**WORK ITEM**
Lines holding the word "over" are the ones to copy from the data below.

**MATERIAL TO PROCESS**
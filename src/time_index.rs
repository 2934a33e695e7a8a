//! Timestamp parsing, time ordering, subnet filtering and protocol indicator encoding.

use std::collections::BTreeSet;

use chrono::{DateTime, NaiveDate, NaiveDateTime};
use thiserror::Error;
use tracing::{debug, warn};

use crate::aggregate::{AggregationPolicy, Reduction};
use crate::table::{Column, ColumnData, RecordBatch};

pub const DST_IP_COLUMN: &str = "dst_ip";
pub const PROTOCOL_COLUMN: &str = "protocol";
pub const DEFAULT_SUBNET_PREFIX: &str = "192.168";

const NAIVE_FORMATS: [&str; 14] = [
    "%Y-%m-%d %H:%M:%S%.f",
    "%Y-%m-%dT%H:%M:%S%.f",
    "%Y-%m-%d %H:%M",
    "%Y-%m-%dT%H:%M",
    "%Y/%m/%d %H:%M:%S%.f",
    "%Y/%m/%d %H:%M",
    "%m/%d/%Y %I:%M:%S%.f %p",
    "%m/%d/%Y %I:%M %p",
    "%m/%d/%Y %H:%M:%S%.f",
    "%m/%d/%Y %H:%M",
    "%d/%m/%Y %I:%M:%S%.f %p",
    "%d/%m/%Y %I:%M %p",
    "%d/%m/%Y %H:%M:%S%.f",
    "%d/%m/%Y %H:%M",
];

const OFFSET_FORMATS: [&str; 2] = ["%Y-%m-%d %H:%M:%S%.f%:z", "%Y-%m-%d %H:%M:%S%.f%z"];

const DATE_FORMATS: [&str; 3] = ["%Y-%m-%d", "%Y/%m/%d", "%m/%d/%Y"];

#[derive(Debug, Error, PartialEq, Eq)]
pub enum IndexError {
    #[error("timestamp column '{0}' is missing from the record batch")]
    MissingTimestampColumn(String),
}

/// Records in ascending time order, paired with their parsed UTC epoch millis.
#[derive(Debug, Clone, Default, PartialEq)]
pub struct IndexedBatch {
    index: Vec<i64>,
    records: RecordBatch,
}

impl IndexedBatch {
    pub fn index(&self) -> &[i64] {
        &self.index
    }

    pub fn records(&self) -> &RecordBatch {
        &self.records
    }

    pub fn len(&self) -> usize {
        self.index.len()
    }

    pub fn is_empty(&self) -> bool {
        self.index.is_empty()
    }

    pub(crate) fn records_mut(&mut self) -> &mut RecordBatch {
        &mut self.records
    }

    fn retain_rows(&self, rows: &[usize]) -> Self {
        Self {
            index: rows.iter().map(|&row| self.index[row]).collect(),
            records: self.records.take_rows(rows),
        }
    }
}

#[derive(Debug, Clone, Copy, Default, PartialEq, Eq)]
pub struct IndexReport {
    pub input_records: usize,
    pub unparsable_timestamps: usize,
}

/// Tolerant timestamp parser. Naive values are read as UTC; month-first wins over
/// day-first when both readings are valid. Returns `None` for anything unparsable.
pub fn parse_timestamp(raw: &str) -> Option<i64> {
    let trimmed = raw.trim();
    if trimmed.is_empty() {
        return None;
    }

    if let Some(millis) = parse_compact_date(trimmed) {
        return Some(millis);
    }
    if let Ok(epoch) = trimmed.parse::<i64>() {
        return in_calendar_range(normalize_to_millis(epoch));
    }
    if let Ok(epoch) = trimmed.parse::<f64>() {
        return epoch_to_millis(epoch);
    }

    if let Ok(dt) = DateTime::parse_from_rfc3339(trimmed) {
        return Some(dt.timestamp_millis());
    }

    for format in OFFSET_FORMATS {
        if let Ok(dt) = DateTime::parse_from_str(trimmed, format) {
            return Some(dt.timestamp_millis());
        }
    }

    for format in NAIVE_FORMATS {
        if let Ok(naive) = NaiveDateTime::parse_from_str(trimmed, format) {
            return Some(naive.and_utc().timestamp_millis());
        }
    }

    DATE_FORMATS.iter().find_map(|format| {
        NaiveDate::parse_from_str(trimmed, format)
            .ok()
            .and_then(|date| date.and_hms_opt(0, 0, 0))
            .map(|naive| naive.and_utc().timestamp_millis())
    })
}

// Eight digits read as `YYYYMMDD` rather than epoch seconds in 1970.
fn parse_compact_date(raw: &str) -> Option<i64> {
    if raw.len() != 8 || !raw.bytes().all(|b| b.is_ascii_digit()) {
        return None;
    }
    NaiveDate::parse_from_str(raw, "%Y%m%d")
        .ok()
        .and_then(|date| date.and_hms_opt(0, 0, 0))
        .map(|naive| naive.and_utc().timestamp_millis())
}

// Millis chrono cannot represent are unparsable, which also keeps bucket arithmetic in range.
fn in_calendar_range(millis: i64) -> Option<i64> {
    DateTime::from_timestamp_millis(millis).map(|_| millis)
}

// Epoch magnitudes are normalized to millis: seconds, millis, micros or nanos.
fn normalize_to_millis(ts: i64) -> i64 {
    let abs = ts.unsigned_abs();
    if abs >= 100_000_000_000_000_000 {
        ts.div_euclid(1_000_000)
    } else if abs >= 100_000_000_000_000 {
        ts.div_euclid(1_000)
    } else if abs >= 100_000_000_000 {
        ts
    } else {
        ts.saturating_mul(1_000)
    }
}

// Numeric timestamp cells follow the text rules: eight-digit integers are compact dates.
fn numeric_timestamp(value: f64) -> Option<i64> {
    if value.fract() == 0.0 && (10_000_000.0..100_000_000.0).contains(&value) {
        if let Some(millis) = parse_compact_date(&format!("{}", value as i64)) {
            return Some(millis);
        }
    }
    epoch_to_millis(value)
}

fn epoch_to_millis(epoch: f64) -> Option<i64> {
    if !epoch.is_finite() {
        return None;
    }
    let abs = epoch.abs();
    let millis = if abs >= 1e17 {
        epoch / 1e6
    } else if abs >= 1e14 {
        epoch / 1e3
    } else if abs >= 1e11 {
        epoch
    } else {
        epoch * 1e3
    };
    let millis = millis.round();
    if millis < i64::MIN as f64 || millis >= i64::MAX as f64 {
        return None;
    }
    in_calendar_range(millis as i64)
}

/// Parses `timestamp_column`, drops rows that fail to parse, and stable-sorts the rest by time.
pub fn index_records(
    batch: &RecordBatch,
    timestamp_column: &str,
) -> Result<(IndexedBatch, IndexReport), IndexError> {
    let column = batch
        .column(timestamp_column)
        .ok_or_else(|| IndexError::MissingTimestampColumn(timestamp_column.to_string()))?;

    let parsed: Vec<Option<i64>> = (0..batch.len())
        .map(|row| match column {
            ColumnData::Text(_) => column.text_at(row).and_then(parse_timestamp),
            ColumnData::Numeric(_) => column.numeric_at(row).and_then(numeric_timestamp),
        })
        .collect();

    let mut rows: Vec<usize> = (0..batch.len()).filter(|&row| parsed[row].is_some()).collect();
    rows.sort_by_key(|&row| parsed[row]);

    let report = IndexReport {
        input_records: batch.len(),
        unparsable_timestamps: batch.len() - rows.len(),
    };
    if report.unparsable_timestamps > 0 {
        warn!(
            component = "time_index",
            event = "index.timestamps_dropped",
            timestamp_column,
            dropped = report.unparsable_timestamps,
            input_records = report.input_records
        );
    }

    let indexed = IndexedBatch {
        index: rows.iter().filter_map(|&row| parsed[row]).collect(),
        records: batch.take_rows(&rows),
    };
    Ok((indexed, report))
}

/// Keeps rows whose `dst_ip` text starts with `prefix`. Rows without an address never match.
/// A batch lacking the `dst_ip` column is returned unchanged.
pub fn filter_destination_subnet(batch: &IndexedBatch, prefix: &str) -> IndexedBatch {
    let Some(column) = batch.records.column(DST_IP_COLUMN) else {
        debug!(
            component = "time_index",
            event = "index.subnet_filter.skipped",
            reason = "missing_dst_ip"
        );
        return batch.clone();
    };

    let rows: Vec<usize> = (0..batch.len())
        .filter(|&row| {
            column
                .text_at(row)
                .is_some_and(|addr| addr.starts_with(prefix))
        })
        .collect();

    debug!(
        component = "time_index",
        event = "index.subnet_filter.applied",
        prefix,
        kept = rows.len(),
        removed = batch.len() - rows.len()
    );
    batch.retain_rows(&rows)
}

/// Replaces the `protocol` column with `protocol_<value>` indicators, dropping the smallest
/// category as the reference. New indicators are registered in `policy` with `count`.
pub fn encode_protocol(batch: &mut IndexedBatch, policy: &mut AggregationPolicy) -> Vec<String> {
    let Some(column) = batch.records.remove_column(PROTOCOL_COLUMN) else {
        return Vec::new();
    };

    let keys: Vec<Option<String>> = (0..batch.len())
        .map(|row| category_key(&column, row))
        .collect();
    let categories = sorted_categories(&column, &keys);

    let mut created = Vec::new();
    for category in categories.iter().skip(1) {
        let name = format!("{PROTOCOL_COLUMN}_{category}");
        let values = keys
            .iter()
            .map(|key| if key.as_deref() == Some(category.as_str()) { 1.0 } else { 0.0 });
        batch.records.put_column(Column::numeric(&name, values));
        if !policy.contains(&name) {
            policy.insert(&name, Reduction::Count);
        }
        created.push(name);
    }

    debug!(
        component = "time_index",
        event = "index.protocol_encoded",
        categories = categories.len(),
        reference = categories.first().map(String::as_str).unwrap_or(""),
        indicators = ?created
    );
    created
}

fn category_key(column: &ColumnData, row: usize) -> Option<String> {
    match column {
        ColumnData::Text(_) => column.text_at(row).map(str::to_string),
        ColumnData::Numeric(_) => column
            .numeric_at(row)
            .filter(|value| value.is_finite())
            .map(format_numeric_category),
    }
}

fn format_numeric_category(value: f64) -> String {
    if value.fract() == 0.0 && value.abs() < 1e15 {
        format!("{}", value as i64)
    } else {
        format!("{value}")
    }
}

// Numeric categories sort by value, text categories lexicographically. Non-finite
// values are missing and get no indicator.
fn sorted_categories(column: &ColumnData, keys: &[Option<String>]) -> Vec<String> {
    match column {
        ColumnData::Text(_) => keys
            .iter()
            .flatten()
            .cloned()
            .collect::<BTreeSet<_>>()
            .into_iter()
            .collect(),
        ColumnData::Numeric(values) => {
            let mut numbers: Vec<f64> = values
                .iter()
                .flatten()
                .copied()
                .filter(|value| value.is_finite())
                .collect();
            numbers.sort_by(f64::total_cmp);
            numbers.dedup();
            numbers.into_iter().map(format_numeric_category).collect()
        }
    }
}
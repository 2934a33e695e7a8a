//! Trailing wall-clock window statistics over an aggregated table.

use std::collections::VecDeque;

use tracing::debug;

use crate::aggregate::{mean, sample_std};
use crate::span::Span;
use crate::table::FlowTable;

#[derive(Debug, Clone, Copy, PartialEq, Eq)]
pub enum RollingStat {
    Sum,
    Mean,
    /// Sample standard deviation; a single observation yields 0.
    Std,
}

#[derive(Debug, Clone, Copy, PartialEq, Eq)]
pub struct RollingRule {
    pub base_name: &'static str,
    pub source: &'static str,
    pub stat: RollingStat,
}

impl RollingRule {
    pub fn column_name(&self, window: &Span) -> String {
        format!("{}_{}", self.base_name, window.label)
    }
}

pub const ROLLING_RULES: [RollingRule; 3] = [
    RollingRule {
        base_name: "rolling_syn",
        source: "syn_flag_counts",
        stat: RollingStat::Sum,
    },
    RollingRule {
        base_name: "rolling_packets_mean",
        source: "packets_count",
        stat: RollingStat::Mean,
    },
    RollingRule {
        base_name: "rolling_bytes_rate_std",
        source: "bytes_rate",
        stat: RollingStat::Std,
    },
];

/// Points with timestamps in `(t - width, t]` for the latest `t` pushed.
#[derive(Debug, Clone)]
struct TrailingWindow {
    points: VecDeque<(i64, f64)>,
    width_ms: i64,
}

impl TrailingWindow {
    fn new(width_ms: i64) -> Self {
        Self {
            points: VecDeque::new(),
            width_ms,
        }
    }

    fn advance(&mut self, ts_ms: i64, value: f64) {
        if value.is_finite() {
            self.points.push_back((ts_ms, value));
        }
        let cutoff = ts_ms.saturating_sub(self.width_ms);
        while self.points.front().is_some_and(|(ts, _)| *ts <= cutoff) {
            self.points.pop_front();
        }
    }

    fn stat(&self, stat: RollingStat) -> f64 {
        let values: Vec<f64> = self.points.iter().map(|(_, v)| *v).collect();
        if values.is_empty() {
            return 0.0;
        }
        match stat {
            RollingStat::Sum => values.iter().sum(),
            RollingStat::Mean => mean(&values),
            RollingStat::Std => sample_std(&values),
        }
    }
}

/// One statistic per row over the trailing window ending at that row's index.
pub fn rolling_values(
    index: &[i64],
    values: &[f64],
    width_ms: i64,
    stat: RollingStat,
) -> Vec<f64> {
    let mut window = TrailingWindow::new(width_ms);
    index
        .iter()
        .zip(values)
        .map(|(ts, value)| {
            window.advance(*ts, *value);
            window.stat(stat)
        })
        .collect()
}

/// Re-sorts `table` by index, then adds every [`ROLLING_RULES`] column. A missing source
/// column yields a constant-0 column so the schema stays stable.
pub fn engineer_rolling_features(table: &mut FlowTable, window: &Span) {
    table.sort_by_index();

    for rule in &ROLLING_RULES {
        let name = rule.column_name(window);
        let values = match table.column(rule.source) {
            Some(source) => rolling_values(table.index(), source, window.millis, rule.stat),
            None => {
                debug!(
                    component = "rolling",
                    event = "rolling.fallback",
                    feature = %name,
                    source = rule.source
                );
                vec![0.0; table.len()]
            }
        };
        table.put_column(&name, values);
    }
}

pub fn with_rolling_features(table: &FlowTable, window: &Span) -> FlowTable {
    let mut out = table.clone();
    engineer_rolling_features(&mut out, window);
    out
}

**WRITTEN REPLY**
/// Tolerant timestamp parser. Naive values are read as UTC; month-first wins over
//! Trailing wall-clock window statistics over an aggregated table.
/// One statistic per row over the trailing window ending at that row's index.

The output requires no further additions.